We read something disgusting last week.

It was an opinion piece detailing the depth of the financial pain caused by the COVID-19 shutdown.

The statistics weren’t anything new.

A prominent economist predicts half of Americans 55 and up will retire at or near the poverty line. That means they’ll live on less than $20,000 of income each year.

That thought should make you sick.

COVID-19 has made the problem worse, of course. The pain is certainly sharper.

But this is not a COVID-19 problem.

As so many like to argue these days, the virus isn’t the main cause of death… It’s merely an aggravating factor.

It brings us to the disgusting part.

Not Working

The author argues recent events threaten to wash away the progress made by Social Security and Medicare… you know, the stuff the government has done for us.

But he never acknowledges that we’re living in the land with the greatest financial markets in history… would-be retirees have more saving and investing options than ever before… and the money supply per capita has never been higher in this country.

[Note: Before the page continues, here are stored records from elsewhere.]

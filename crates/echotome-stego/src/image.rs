// SPDX-FileCopyrightText: © 2026 Echotome Contributors
//
// SPDX-License-Identifier: MPL-2.0

//! A minimal row-major RGB pixel buffer. PNG/format codecs are out of
//! scope here — callers decode whatever image format upstream and hand in
//! raw RGB bytes.

/// Row-major RGB pixel data, 3 bytes per pixel, no alpha channel.
#[derive(Debug, Clone, PartialEq, Eq)]
pub struct RgbImage {
    pub width: u32,
    pub height: u32,
    pub pixels: Vec<u8>,
}

impl RgbImage {
    /// Builds an image from `width × height × 3` row-major RGB bytes.
    ///
    /// # Panics
    ///
    /// Panics if `pixels.len() != width * height * 3`.
    #[must_use]
    pub fn new(width: u32, height: u32, pixels: Vec<u8>) -> Self {
        assert_eq!(pixels.len(), width as usize * height as usize * 3, "pixel buffer size mismatch");
        Self { width, height, pixels }
    }

    /// Total number of channel bytes (`3 · width · height`) available as LSB slots.
    #[must_use]
    pub fn channel_capacity(&self) -> u64 {
        3 * u64::from(self.width) * u64::from(self.height)
    }
}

Nobody should be broke in a nation filled with such robust opportunity and financial sophistication.

But they are.

And the numbers are soaring in the wrong direction.

What makes us gag is that so many pundits and experts continue to wave their hand, calling on the government for more “help.”

We need more programs, they argue, more reform, more separation between wealth and the folks who make it.

Few folks, though, have bothered to stop and acknowledge the problem isn’t the system.

It’s the folks in it.

Money in All the Wrong Places

We’ll remind you again that Apple (APPL) has the world’s largest market value.

It’s worth $2 trillion – oddly, that’s roughly the size of the latest stimulus package being argued in Washington.

It doesn’t make a single product that any of us need… especially in retirement.

The company has sold more than a billion iPhones in the last decade. Almost all of them are hinged to a monthly plan that costs a hundred bucks or more.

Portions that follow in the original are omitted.